Methods: Cataracts were induced in adult zebrafish by intraocular injection of 3.0% hydrogen peroxide. Visual acuity in these cataractous fish as well as normal fish was then evaluated using the optokinetic response (OKR) and another behaviorally-based assay for color vision. For OKR analysis, fish were immobilized on a sponge base in a beaker under anesthetic. After being revived, they were placed within a rotating drum of white/black stripes under a dissecting microscope and camera and the eye movements were recorded. To assess visual perception of color, fish were placed into test chambers of either rectangular or V-shape. After acclimation to the test environment, colored sheets were placed at opposite ends of the test chambers and the position of the fish with respect to each colored stimulus was recorded.

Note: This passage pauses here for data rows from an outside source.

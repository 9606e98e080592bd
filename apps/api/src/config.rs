use anyhow::{Context, Result};

/// Where resumes are kept.
#[derive(Debug, Clone, PartialEq, Eq)]
pub enum Storage {
    Postgres { database_url: String },
    /// Process-local; contents are lost on restart.
    Memory,
}

/// Application configuration loaded from environment variables.
/// Startup fails if required variables are missing.
#[derive(Debug, Clone)]
pub struct Config {
    pub storage: Storage,
    pub anthropic_api_key: String,
    pub port: u16,
    pub rust_log: String,
}

impl Config {
    pub fn from_env() -> Result<Self> {
        dotenvy::dotenv().ok(); // load .env if present; ignore if missing

        let storage = match std::env::var("STORAGE").ok().as_deref() {
            Some("memory") => Storage::Memory,
            Some("postgres") | None => Storage::Postgres {
                database_url: require_env("DATABASE_URL")?,
            },
            Some(other) => anyhow::bail!("STORAGE must be 'postgres' or 'memory', got '{other}'"),
        };

        Ok(Config {
            storage,
            anthropic_api_key: require_env("ANTHROPIC_API_KEY")?,
            port: std::env::var("PORT")
                .unwrap_or_else(|_| "8080".to_string())
                .parse::<u16>()
                .context("PORT must be a valid port number")?,
            rust_log: std::env::var("RUST_LOG").unwrap_or_else(|_| "info".to_string()),
        })
    }
}

fn require_env(key: &str) -> Result<String> {
    std::env::var(key).with_context(|| format!("Required environment variable '{key}' is not set"))
}
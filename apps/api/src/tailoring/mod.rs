//! Tailoring Service: derives a job-specific resume variant or a cover letter
//! from stored content. Results are returned to the caller, never persisted.

pub mod handlers;
pub mod jd_metadata;
pub mod prompts;

use async_trait::async_trait;
use resume_model::tailoring::{CoverLetter, CoverLetterRequest, TailorRequest, TailoredResume};
use resume_model::ResumeContent;
use tracing::{debug, info};

use crate::errors::AppError;
use crate::llm_client::LlmClient;

const TAILOR_MAX_TOKENS: u32 = 4096;
const COVER_LETTER_MAX_TOKENS: u32 = 2048;

/// Everything a prompt needs, with blanks already filled from the description.
#[derive(Debug, Clone, Copy)]
pub struct TailoringContext<'a> {
    pub resume: &'a ResumeContent,
    pub job_description: &'a str,
    pub company_name: Option<&'a str>,
    pub role_title: Option<&'a str>,
    pub keywords: &'a [String],
}

/// Inputs after job metadata inference.
#[derive(Debug, Clone, PartialEq, Eq)]
pub struct JobContext {
    pub company_name: Option<String>,
    pub role_title: Option<String>,
    pub keywords: Vec<String>,
}

impl JobContext {
    /// Uses the caller's company and role when given, otherwise infers them.
    pub fn infer(description: &str, company: Option<&str>, role: Option<&str>) -> Self {
        let inferred = jd_metadata::extract_metadata(description);
        let given = |v: Option<&str>| v.map(str::trim).filter(|s| !s.is_empty()).map(String::from);
        JobContext {
            company_name: given(company).or(inferred.company_name),
            role_title: given(role).or(inferred.role_title),
            keywords: jd_metadata::extract_keywords(description),
        }
    }

    pub fn for_prompt<'a>(&'a self, resume: &'a ResumeContent, description: &'a str) -> TailoringContext<'a> {
        TailoringContext {
            resume,
            job_description: description,
            company_name: self.company_name.as_deref(),
            role_title: self.role_title.as_deref(),
            keywords: &self.keywords,
        }
    }
}

/// Implement this to swap the tailoring backend without touching handlers.
#[async_trait]
pub trait TailoringService: Send + Sync {
    async fn tailor(&self, request: &TailorRequest) -> Result<TailoredResume, AppError>;

    async fn cover_letter(&self, request: &CoverLetterRequest) -> Result<CoverLetter, AppError>;
}

pub struct LlmTailoringService {
    llm: LlmClient,
}

impl LlmTailoringService {
    pub fn new(llm: LlmClient) -> Self {
        Self { llm }
    }
}

#[async_trait]
impl TailoringService for LlmTailoringService {
    async fn tailor(&self, request: &TailorRequest) -> Result<TailoredResume, AppError> {
        let job = JobContext::infer(
            &request.job_description,
            request.company_name.as_deref(),
            request.role_title.as_deref(),
        );
        debug!(company = ?job.company_name, role = ?job.role_title, "Tailoring resume");

        let prompt = prompts::build_tailor_prompt(&job.for_prompt(&request.resume, &request.job_description));
        let tailored: TailoredResume = self
            .llm
            .call_json(&prompt, prompts::JSON_ONLY_SYSTEM, TAILOR_MAX_TOKENS)
            .await?;

        if !tailored.is_valid() {
            return Err(AppError::Llm(format!(
                "match score {} outside 0-100",
                tailored.match_score
            )));
        }
        info!(score = tailored.match_score, "Resume tailored");
        Ok(tailored)
    }

    async fn cover_letter(&self, request: &CoverLetterRequest) -> Result<CoverLetter, AppError> {
        let job = JobContext::infer(
            &request.job_description,
            request.company_name.as_deref(),
            request.role_title.as_deref(),
        );
        let prompt = prompts::build_cover_letter_prompt(
            &job.for_prompt(&request.resume, &request.job_description),
            request.tone.as_str(),
        );
        let letter: CoverLetter = self
            .llm
            .call_json(&prompt, prompts::JSON_ONLY_SYSTEM, COVER_LETTER_MAX_TOKENS)
            .await?;

        if !letter.is_valid() {
            return Err(AppError::Llm(format!(
                "cover letter length {} outside bounds",
                letter.cover_letter.chars().count()
            )));
        }
        info!(tone = request.tone.as_str(), "Cover letter generated");
        Ok(letter)
    }
}

#[cfg(test)]
mod tests {
    use super::*;

    #[test]
    fn test_given_metadata_wins_over_inference() {
        let jd = "Platform Engineer - Nimbus\nJoin Nimbus Labs in building Rust services.";
        let job = JobContext::infer(jd, Some("Given Co"), None);
        assert_eq!(job.company_name.as_deref(), Some("Given Co"));
        assert_eq!(job.role_title.as_deref(), Some("Platform Engineer"));
        assert_eq!(job.keywords, vec!["Rust"]);
    }

    #[test]
    fn test_blank_metadata_is_treated_as_absent() {
        let jd = "Join Nimbus Labs in building things.";
        let job = JobContext::infer(jd, Some("  "), None);
        assert_eq!(job.company_name.as_deref(), Some("Nimbus Labs"));
    }
}
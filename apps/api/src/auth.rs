//! Caller identity. Sessions are issued upstream; this API only trusts the
//! owner UUID forwarded in the `x-user-id` header.

use axum::{extract::FromRequestParts, http::request::Parts};
use resume_model::OwnerId;

use crate::errors::AppError;

pub const OWNER_HEADER: &str = "x-user-id";

/// Extractor that rejects with 401 when the header is missing or not a UUID.
#[derive(Debug, Clone, Copy)]
pub struct CurrentOwner(pub OwnerId);

#[axum::async_trait]
impl<S> FromRequestParts<S> for CurrentOwner
where
    S: Send + Sync,
{
    type Rejection = AppError;

    async fn from_request_parts(parts: &mut Parts, _state: &S) -> Result<Self, Self::Rejection> {
        parts
            .headers
            .get(OWNER_HEADER)
            .and_then(|v| v.to_str().ok())
            .and_then(|v| v.trim().parse::<OwnerId>().ok())
            .map(CurrentOwner)
            .ok_or(AppError::Unauthorized)
    }
}
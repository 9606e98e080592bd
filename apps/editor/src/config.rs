use std::time::Duration;

use anyhow::{Context, Result};

pub const DEFAULT_AUTOSAVE_INTERVAL: Duration = Duration::from_secs(5);
pub const DEFAULT_REQUEST_TIMEOUT: Duration = Duration::from_secs(30);

/// Timing knobs for the document store.
#[derive(Debug, Clone, Copy, PartialEq, Eq)]
pub struct StoreConfig {
    /// Period of the auto-save task.
    pub autosave_interval: Duration,
    /// Upper bound on any single persistence call, so a hung request always
    /// resolves to a reported failure.
    pub request_timeout: Duration,
}

impl Default for StoreConfig {
    fn default() -> Self {
        Self {
            autosave_interval: DEFAULT_AUTOSAVE_INTERVAL,
            request_timeout: DEFAULT_REQUEST_TIMEOUT,
        }
    }
}

impl StoreConfig {
    /// Reads `RESUME_AUTOSAVE_INTERVAL_SECS` and `RESUME_REQUEST_TIMEOUT_SECS`,
    /// falling back to the defaults when unset.
    pub fn from_env() -> Result<Self> {
        let defaults = Self::default();
        Ok(Self {
            autosave_interval: secs_from_env(
                "RESUME_AUTOSAVE_INTERVAL_SECS",
                defaults.autosave_interval,
            )?,
            request_timeout: secs_from_env("RESUME_REQUEST_TIMEOUT_SECS", defaults.request_timeout)?,
        })
    }

    pub fn with_autosave_interval(mut self, interval: Duration) -> Self {
        self.autosave_interval = interval;
        self
    }

    pub fn with_request_timeout(mut self, timeout: Duration) -> Self {
        self.request_timeout = timeout;
        self
    }
}

fn secs_from_env(key: &str, default: Duration) -> Result<Duration> {
    match std::env::var(key) {
        Ok(raw) => {
            let secs = raw
                .trim()
                .parse::<u64>()
                .with_context(|| format!("{key} must be a whole number of seconds"))?;
            anyhow::ensure!(secs > 0, "{key} must be greater than zero");
            Ok(Duration::from_secs(secs))
        }
        Err(_) => Ok(default),
    }
}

Results: The OKR of individual fish was recorded before and after cataract induction. Average eye movements were significantly reduced in all cataractous fish. At a rotation speed of 13.6 rpm, eye movements averaged 1.8 per second pre-cataract and 1.0 per second post-cataract. For analysis of behavior in response to colored stimuli, yellow and green were used because they elicited the greatest discriminatory response in healthy fish. Before cataracts, fish exhibited a marked proximity preference for the green stimulus over yellow in both test chambers (3.11 times as often). After cataracts, fish did not show a significant color preference, and exhibited an altered swimming behavior that suggested reduced ability to distinguish the colored stimuli.

Conclusions: These studies indicate that adult zebrafish can be used for quantifiable measurements of visual changes in cataractous fish using behaviorally based techniques such as OKR and color discrimination. These techniques could be used for further investigation of cataracts in adult fish, and also applied to other zebrafish models of ocular disease.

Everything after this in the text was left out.